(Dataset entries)
⁂
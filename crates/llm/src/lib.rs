//! DraftCheck LLM
//!
//! Provides a provider-neutral interface for issuing single-shot generation
//! requests to a remote generative-text service:
//! - Plain text and multimodal (inline base64 data) prompts
//! - Schema-constrained JSON responses
//! - Retrieval-augmented (search-grounded) responses with citations
//!
//! Ships the Gemini provider and the HTTP client factory.

pub mod gemini;
pub mod http_client;
pub mod provider;
pub mod types;

// Re-export main types
pub use gemini::GeminiProvider;
pub use http_client::build_http_client;
pub use provider::LlmProvider;
pub use types::*;
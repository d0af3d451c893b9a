//! Settings Commands
//!
//! Commands for reading and updating application settings and the stored
//! Gemini credential.

use crate::models::response::{AuthStatus, CommandResponse};
use crate::models::settings::{AppConfig, SettingsUpdate};
use crate::state::AppState;

/// Get current application settings
pub async fn get_settings(state: &AppState) -> CommandResponse<AppConfig> {
    match state.get_config().await {
        Ok(config) => CommandResponse::ok(config),
        Err(e) => CommandResponse::err(e.to_string()),
    }
}

/// Update application settings with a partial update
pub async fn update_settings(state: &AppState, update: SettingsUpdate) -> CommandResponse<AppConfig> {
    match state.update_config(update).await {
        Ok(config) => {
            state.reset_gateway().await;
            CommandResponse::ok(config)
        }
        Err(e) => CommandResponse::err(e.to_string()),
    }
}

/// Restore default settings
pub async fn reset_settings(state: &AppState) -> CommandResponse<AppConfig> {
    match state.reset_config().await {
        Ok(config) => {
            state.reset_gateway().await;
            CommandResponse::ok(config)
        }
        Err(e) => CommandResponse::err(e.to_string()),
    }
}

/// Where the Gemini key comes from, with its last four characters
pub async fn get_auth_status(state: &AppState) -> CommandResponse<AuthStatus> {
    let (key, source) = state.resolve_api_key();
    let hint = key.map(|k| {
        let chars: Vec<char> = k.chars().collect();
        let tail: String = chars[chars.len().saturating_sub(4)..].iter().collect();
        format!("…{}", tail)
    });
    CommandResponse::ok(AuthStatus { source, hint })
}

/// Store the Gemini key in the OS keyring
pub async fn set_api_key(state: &AppState, key: &str) -> CommandResponse<AuthStatus> {
    if let Err(e) = state.set_api_key(key) {
        return CommandResponse::err(e.to_string());
    }
    state.reset_gateway().await;
    get_auth_status(state).await
}

/// Remove the Gemini key from the OS keyring
pub async fn clear_api_key(state: &AppState) -> CommandResponse<AuthStatus> {
    if let Err(e) = state.delete_api_key() {
        return CommandResponse::err(e.to_string());
    }
    state.reset_gateway().await;
    get_auth_status(state).await
}
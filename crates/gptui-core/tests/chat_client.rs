use std::time::Duration;

use gptui_core::config::{ChatSettings, Config, Overrides};
use gptui_core::providers::openai::{ChatClient, StreamChunk};
use gptui_core::providers::{ChatError, Message};
use gptui_core::transport::TransportErrorKind;
use tokio::sync::mpsc;
use wiremock::matchers::{body_json, header, method, path};
use wiremock::{Mock, MockServer, ResponseTemplate};

fn settings(base_url: &str, api_key: Option<&str>) -> ChatSettings {
    ChatSettings::resolve_with_env(
        &Config::default(),
        Overrides {
            base_url: Some(base_url.to_string()),
            api_key: api_key.map(str::to_string),
            model: Some("gpt-test".to_string()),
            ..Overrides::default()
        },
        |_| None,
    )
    .unwrap()
}

fn sse_delta(content: &str) -> String {
    format!(
        "data: {}\n\n",
        serde_json::json!({
            "id": "chatcmpl-1",
            "object": "chat.completion.chunk",
            "choices": [{"index": 0, "delta": {"content": content}, "finish_reason": null}]
        })
    )
}

fn sse_response(body: String) -> ResponseTemplate {
    ResponseTemplate::new(200).set_body_raw(body, "text/event-stream")
}

async fn collect_stream(
    client: &ChatClient,
    stream_body: String,
    server: &MockServer,
) -> (Result<(), ChatError>, Vec<StreamChunk>) {
    Mock::given(method("POST"))
        .and(path("/v1/chat/completions"))
        .respond_with(sse_response(stream_body))
        .mount(server)
        .await;

    let request = client.build_request(&[], "hello", None, true);
    let (tx, mut rx) = mpsc::channel(16);
    let result = client.stream(&request, tx).await;

    let mut chunks = Vec::new();
    while let Some(chunk) = rx.recv().await {
        chunks.push(chunk);
    }
    (result, chunks)
}

#[tokio::test]
async fn test_complete_returns_first_choice() {
    let server = MockServer::start().await;

    Mock::given(method("POST"))
        .and(path("/v1/chat/completions"))
        .and(header("authorization", "Bearer sk-test"))
        .and(header("content-type", "application/json"))
        .and(body_json(serde_json::json!({
            "model": "gpt-test",
            "messages": [{"role": "user", "content": "hello"}],
            "stream": false
        })))
        .respond_with(ResponseTemplate::new(200).set_body_json(serde_json::json!({
            "choices": [{
                "message": {"role": "assistant", "content": "Hi!"},
                "finish_reason": "stop"
            }]
        })))
        .expect(1)
        .mount(&server)
        .await;

    let client = ChatClient::new(&settings(&format!("{}/v1", server.uri()), Some("sk-test")));
    let request = client.build_request(&[], "hello", None, false);
    let response = client.complete(&request).await.unwrap();

    assert_eq!(response.choices[0].message, Message::assistant("Hi!"));
}

#[tokio::test]
async fn test_missing_api_key_fails_before_request() {
    let server = MockServer::start().await;

    Mock::given(method("POST"))
        .respond_with(ResponseTemplate::new(200))
        .expect(0)
        .mount(&server)
        .await;

    let client = ChatClient::new(&settings(&server.uri(), None));
    let request = client.build_request(&[], "hello", None, false);

    assert_eq!(client.complete(&request).await.unwrap_err(), ChatError::Auth);
    assert!(matches!(
        client.stream_response(&request).await,
        Err(ChatError::Auth)
    ));
}

#[tokio::test]
async fn test_non_200_reports_status_and_body() {
    let server = MockServer::start().await;

    Mock::given(method("POST"))
        .and(path("/chat/completions"))
        .respond_with(ResponseTemplate::new(429).set_body_string(r#"{"error":"rate limited"}"#))
        .expect(1)
        .mount(&server)
        .await;

    let client = ChatClient::new(&settings(&server.uri(), Some("sk-test")));
    let request = client.build_request(&[], "hello", None, false);
    let err = client.complete(&request).await.unwrap_err();

    assert_eq!(
        err,
        ChatError::HttpStatus {
            status: 429,
            body: r#"{"error":"rate limited"}"#.to_string()
        }
    );
}

#[tokio::test]
async fn test_malformed_completion_is_decode_error() {
    let server = MockServer::start().await;

    Mock::given(method("POST"))
        .respond_with(ResponseTemplate::new(200).set_body_string("{\"choices\": ["))
        .mount(&server)
        .await;

    let client = ChatClient::new(&settings(&server.uri(), Some("sk-test")));
    let request = client.build_request(&[], "hello", None, false);

    assert!(matches!(
        client.complete(&request).await,
        Err(ChatError::Decode(_))
    ));
}

#[tokio::test]
async fn test_stream_sends_sse_headers() {
    let server = MockServer::start().await;

    Mock::given(method("POST"))
        .and(path("/chat/completions"))
        .and(header("accept", "text/event-stream"))
        .and(header("cache-control", "no-cache"))
        .and(header("authorization", "Bearer sk-test"))
        .respond_with(sse_response("data: [DONE]\n\n".to_string()))
        .expect(1)
        .mount(&server)
        .await;

    let client = ChatClient::new(&settings(&server.uri(), Some("sk-test")));
    let request = client.build_request(&[], "hello", None, true);
    let (tx, _rx) = mpsc::channel(1);

    client.stream(&request, tx).await.unwrap();
}

#[tokio::test]
async fn test_stream_delivers_deltas_in_order() {
    let server = MockServer::start().await;
    let client = ChatClient::new(&settings(&server.uri(), Some("sk-test")));

    let body = format!(
        ": ping\n\n{}{}{}data: [DONE]\n\n",
        sse_delta("Hel"),
        sse_delta("lo"),
        sse_delta("!")
    );
    let (result, chunks) = collect_stream(&client, body, &server).await;

    result.unwrap();
    let text: String = chunks.iter().map(|c| c.choices[0].content()).collect();
    assert_eq!(chunks.len(), 3);
    assert_eq!(text, "Hello!");
}

#[tokio::test]
async fn test_stream_decode_error_aborts() {
    let server = MockServer::start().await;
    let client = ChatClient::new(&settings(&server.uri(), Some("sk-test")));

    let body = format!("{}data: {{oops\n\n{}data: [DONE]\n\n", sse_delta("a"), sse_delta("b"));
    let (result, chunks) = collect_stream(&client, body, &server).await;

    assert!(matches!(result, Err(ChatError::Decode(_))));
    assert_eq!(chunks.len(), 1);
}

#[tokio::test]
async fn test_stream_dropped_receiver_is_cancelled() {
    let server = MockServer::start().await;

    Mock::given(method("POST"))
        .respond_with(sse_response(format!("{}data: [DONE]\n\n", sse_delta("a"))))
        .mount(&server)
        .await;

    let client = ChatClient::new(&settings(&server.uri(), Some("sk-test")));
    let request = client.build_request(&[], "hello", None, true);
    let (tx, rx) = mpsc::channel(1);
    drop(rx);

    assert_eq!(
        client.stream(&request, tx).await.unwrap_err(),
        ChatError::Cancelled
    );
}

#[tokio::test]
async fn test_stream_error_event_keeps_provider_message() {
    let server = MockServer::start().await;
    let client = ChatClient::new(&settings(&server.uri(), Some("sk-test")));

    let body = format!(
        "{}data: {{\"error\":{{\"message\":\"The server is overloaded\"}}}}\n\ndata: [DONE]\n\n",
        sse_delta("a")
    );
    let (result, chunks) = collect_stream(&client, body, &server).await;

    let err = result.unwrap_err();
    assert!(matches!(err, ChatError::HttpStatus { status: 200, .. }));
    assert_eq!(
        err.to_string(),
        "status code: 200, error: The server is overloaded"
    );
    assert_eq!(chunks.len(), 1);
}

#[tokio::test]
async fn test_timeout_applies_to_complete_but_not_stream() {
    let server = MockServer::start().await;

    Mock::given(method("POST"))
        .respond_with(
            sse_response(format!("{}data: [DONE]\n\n", sse_delta("late")))
                .set_delay(Duration::from_millis(1500)),
        )
        .mount(&server)
        .await;

    let mut settings = settings(&server.uri(), Some("sk-test"));
    settings.request_timeout = Some(Duration::from_secs(1));
    let client = ChatClient::new(&settings);

    let request = client.build_request(&[], "hello", None, false);
    let err = client.complete(&request).await.unwrap_err();
    assert!(matches!(
        err,
        ChatError::Transport(ref e) if e.kind == TransportErrorKind::Timeout
    ));

    let request = client.build_request(&[], "hello", None, true);
    let (tx, mut rx) = mpsc::channel(4);
    client.stream(&request, tx).await.unwrap();
    assert_eq!(rx.recv().await.unwrap().choices[0].content(), "late");
}
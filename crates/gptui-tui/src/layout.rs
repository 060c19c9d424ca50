//! Screen geometry.

use std::fmt;

/// Columns taken by the left and right margins.
pub const HORIZONTAL_MARGIN: u16 = 4;

/// Rows of the input editor.
pub const INPUT_HEIGHT: u16 = 4;

/// Rows around the transcript: margins, gap, error line, input border,
/// status line and help line.
pub const CHROME_HEIGHT: u16 = 8;

/// Terminal too small to render.
#[derive(Debug, Clone, Copy, PartialEq, Eq)]
pub struct LayoutError {
    pub width: u16,
    pub height: u16,
}

impl fmt::Display for LayoutError {
    fn fmt(&self, f: &mut fmt::Formatter<'_>) -> fmt::Result {
        write!(
            f,
            "terminal size too small ({}x{}, need at least {}x{})",
            self.width,
            self.height,
            HORIZONTAL_MARGIN + 1,
            CHROME_HEIGHT + INPUT_HEIGHT + 1
        )
    }
}

impl std::error::Error for LayoutError {}

/// Transcript viewport dimensions derived from the terminal size.
#[derive(Debug, Clone, Copy, PartialEq, Eq)]
pub struct Layout {
    pub transcript_width: u16,
    pub transcript_height: u16,
}

impl Layout {
    /// # Errors
    /// Returns `LayoutError` when either transcript dimension would be non-positive.
    pub fn compute(width: u16, height: u16) -> Result<Self, LayoutError> {
        let transcript_width = width.checked_sub(HORIZONTAL_MARGIN).filter(|w| *w > 0);
        let transcript_height = height
            .checked_sub(CHROME_HEIGHT + INPUT_HEIGHT)
            .filter(|h| *h > 0);

        match (transcript_width, transcript_height) {
            (Some(transcript_width), Some(transcript_height)) => Ok(Self {
                transcript_width,
                transcript_height,
            }),
            _ => Err(LayoutError { width, height }),
        }
    }
}
use crossterm::event::{KeyCode, KeyEvent, KeyModifiers};
use gptui_core::config::{ChatSettings, Config, Overrides};
use gptui_core::providers::{ChatError, Message};
use gptui_tui::effects::UiEffect;
use gptui_tui::events::UiEvent;
use gptui_tui::runtime::{run_turn, spawn_turn};
use gptui_tui::state::AppState;
use gptui_tui::update::update;
use tokio::sync::mpsc;
use tokio_util::sync::CancellationToken;
use wiremock::matchers::{method, path};
use wiremock::{Mock, MockServer, ResponseTemplate};

fn app(server: &MockServer, stream: bool) -> AppState {
    let settings = ChatSettings::resolve_with_env(
        &Config::default(),
        Overrides {
            base_url: Some(format!("{}/v1", server.uri())),
            api_key: Some("sk-test".to_string()),
            stream: Some(stream),
            ..Overrides::default()
        },
        |_| None,
    )
    .unwrap();
    AppState::new(settings, Vec::new())
}

fn sse_event(content: &str, finish_reason: Option<&str>) -> String {
    format!(
        "data: {}\n\n",
        serde_json::json!({
            "id": "chatcmpl-1",
            "object": "chat.completion.chunk",
            "choices": [{"index": 0, "delta": {"content": content}, "finish_reason": finish_reason}]
        })
    )
}

async fn mount(server: &MockServer, response: ResponseTemplate) {
    Mock::given(method("POST"))
        .and(path("/v1/chat/completions"))
        .respond_with(response)
        .mount(server)
        .await;
}

/// Submits `text`, runs the worker to completion and feeds its events to the reducer.
async fn send(app: &mut AppState, text: &str) -> Vec<UiEffect> {
    update(app, UiEvent::Paste(text.to_string()));
    let effects = update(
        app,
        UiEvent::Key(KeyEvent::new(KeyCode::Enter, KeyModifiers::NONE)),
    );
    let Some(UiEffect::StartTurn { request }) = effects.into_iter().next() else {
        panic!("expected StartTurn");
    };

    let (tx, rx) = mpsc::channel(64);
    update(
        app,
        UiEvent::TurnSpawned {
            rx,
            cancel: CancellationToken::new(),
        },
    );
    let client = app.client.clone();
    run_turn(&client, &request, &tx).await;
    drop(tx);

    let mut effects = Vec::new();
    loop {
        let Some(rx) = app.mode.receiver() else {
            break;
        };
        let Ok(event) = rx.try_recv() else {
            break;
        };
        effects.extend(update(app, event));
    }
    effects
}

fn saved(effects: &[UiEffect]) -> bool {
    effects
        .iter()
        .any(|effect| matches!(effect, UiEffect::PersistHistory { .. }))
}

#[tokio::test]
async fn test_streamed_reply_becomes_one_message() {
    let server = MockServer::start().await;
    let body = [
        sse_event("Hel", None),
        sse_event("lo", None),
        sse_event("!", None),
        "data: [DONE]\n\n".to_string(),
    ]
    .concat();
    mount(
        &server,
        ResponseTemplate::new(200).set_body_raw(body, "text/event-stream"),
    )
    .await;
    let mut app = app(&server, true);

    let effects = send(&mut app, "hello").await;

    assert_eq!(
        app.history,
        vec![Message::user("hello"), Message::assistant("Hello!")]
    );
    assert!(app.scratch.is_empty());
    assert!(!app.mode.is_running());
    assert!(app.last_error.is_none());
    assert!(saved(&effects));
}

#[tokio::test]
async fn test_finish_reason_ends_stream_turn() {
    let server = MockServer::start().await;
    let body = [sse_event("Hi", None), sse_event("", Some("stop"))].concat();
    mount(
        &server,
        ResponseTemplate::new(200).set_body_raw(body, "text/event-stream"),
    )
    .await;
    let mut app = app(&server, true);

    send(&mut app, "hello").await;

    assert_eq!(app.history.last(), Some(&Message::assistant("Hi")));
    assert!(app.last_error.is_none());
}

#[tokio::test]
async fn test_non_streaming_reply() {
    let server = MockServer::start().await;
    mount(
        &server,
        ResponseTemplate::new(200).set_body_json(serde_json::json!({
            "id": "chatcmpl-1",
            "object": "chat.completion",
            "created": 1,
            "model": "gpt-3.5-turbo",
            "choices": [{
                "index": 0,
                "message": {"role": "assistant", "content": "Hi!"},
                "finish_reason": "stop"
            }],
            "usage": {"prompt_tokens": 5, "completion_tokens": 2, "total_tokens": 7}
        })),
    )
    .await;
    let mut app = app(&server, false);

    let effects = send(&mut app, "hello").await;

    assert_eq!(app.history.last(), Some(&Message::assistant("Hi!")));
    assert_eq!(app.last_usage.map(|usage| usage.total_tokens), Some(7));
    assert!(saved(&effects));
}

#[tokio::test]
async fn test_http_error_keeps_user_message() {
    let server = MockServer::start().await;
    mount(
        &server,
        ResponseTemplate::new(429).set_body_string(r#"{"error":{"message":"slow down"}}"#),
    )
    .await;
    let mut app = app(&server, true);

    let effects = send(&mut app, "hello").await;

    assert_eq!(app.history, vec![Message::user("hello")]);
    assert!(matches!(
        app.last_error,
        Some(ChatError::HttpStatus { status: 429, .. })
    ));
    assert!(!saved(&effects));

    let message = app.last_error.as_ref().unwrap().to_string();
    assert_eq!(message, "status code: 429, error: slow down");
}

#[tokio::test]
async fn test_malformed_event_discards_partial_reply() {
    let server = MockServer::start().await;
    let body = [sse_event("partial", None), "data: {not json\n\n".to_string()].concat();
    mount(
        &server,
        ResponseTemplate::new(200).set_body_raw(body, "text/event-stream"),
    )
    .await;
    let mut app = app(&server, true);

    send(&mut app, "hello").await;

    assert_eq!(app.history, vec![Message::user("hello")]);
    assert!(app.scratch.is_empty());
    assert!(matches!(app.last_error, Some(ChatError::Decode(_))));
}

#[tokio::test]
async fn test_cancelled_turn_closes_channel() {
    let server = MockServer::start().await;
    mount(
        &server,
        ResponseTemplate::new(200)
            .set_body_raw(sse_event("late", Some("stop")), "text/event-stream")
            .set_delay(std::time::Duration::from_secs(5)),
    )
    .await;
    let app = app(&server, true);
    let request = app.client.build_request(&[], "hello", None, true);

    let UiEvent::TurnSpawned { mut rx, cancel } = spawn_turn(app.client.clone(), request) else {
        panic!("expected TurnSpawned");
    };
    cancel.cancel();

    let next = tokio::time::timeout(std::time::Duration::from_secs(2), rx.recv())
        .await
        .expect("worker should stop promptly");
    assert!(next.is_none());
}
//! CLI entry and dispatch.

use anyhow::{Context, Result};
use clap::Parser;
use gptui_core::config;

mod commands;

#[derive(Parser)]
#[command(name = "gptui")]
#[command(version)]
#[command(about = "Chat with OpenAI-compatible models in the terminal")]
struct Cli {
    #[command(subcommand)]
    command: Option<Commands>,

    #[command(flatten)]
    chat: ChatArgs,
}

/// Options for a chat session.
#[derive(clap::Args, Debug, Clone, Default)]
pub struct ChatArgs {
    /// Model to use (default from config, then gpt-3.5-turbo)
    #[arg(long)]
    model: Option<String>,

    /// System prompt sent with the first message
    #[arg(long = "system", value_name = "PROMPT")]
    system_prompt: Option<String>,

    /// Resume from a saved conversation (JSON array of messages)
    #[arg(long, value_name = "FILE")]
    history: Option<String>,

    /// Approximate token budget shown in the status line
    #[arg(long, value_name = "N")]
    max_context_length: Option<usize>,

    /// Stream responses as they are generated
    #[arg(long, value_name = "BOOL")]
    stream: Option<bool>,

    /// API base URL (also OPENAI_BASE_URL)
    #[arg(long, value_name = "URL")]
    base_url: Option<String>,

    /// API key (also OPENAI_API_KEY)
    #[arg(long, value_name = "KEY")]
    openai_api_key: Option<String>,

    /// Pre-fill the input with a message
    #[arg(short, long)]
    message: Option<String>,
}

impl From<&ChatArgs> for config::Overrides {
    fn from(args: &ChatArgs) -> Self {
        config::Overrides {
            model: args.model.clone(),
            system_prompt: args.system_prompt.clone(),
            history_path: args.history.clone(),
            max_context_length: args.max_context_length,
            stream: args.stream,
            base_url: args.base_url.clone(),
            api_key: args.openai_api_key.clone(),
        }
    }
}

#[derive(clap::Subcommand)]
enum Commands {
    /// Start an interactive chat (default)
    Chat(ChatArgs),
    /// Manage configuration
    Config {
        #[command(subcommand)]
        command: ConfigCommands,
    },
}

#[derive(clap::Subcommand)]
enum ConfigCommands {
    /// Show the path to the config file
    Path,
    /// Initialize a default config file (if not present)
    Init,
}

pub fn run() -> Result<()> {
    let cli = Cli::parse();

    match cli.command {
        Some(Commands::Config { command }) => match command {
            ConfigCommands::Path => {
                commands::config::path();
                Ok(())
            }
            ConfigCommands::Init => commands::config::init(),
        },
        Some(Commands::Chat(args)) => run_chat(&args),
        None => run_chat(&cli.chat),
    }
}

fn run_chat(args: &ChatArgs) -> Result<()> {
    let config = config::Config::load().context("load config")?;

    let rt = tokio::runtime::Runtime::new().context("create tokio runtime")?;
    rt.block_on(commands::chat::run(&config, args))
}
⁂
- [Task]
Reproduce each line of the records in which "chars" appears.

- [Result of this task]
        let chars: Vec<char> = k.chars().collect();
        let tail: String = chars[chars.len().saturating_sub(4)..].iter().collect();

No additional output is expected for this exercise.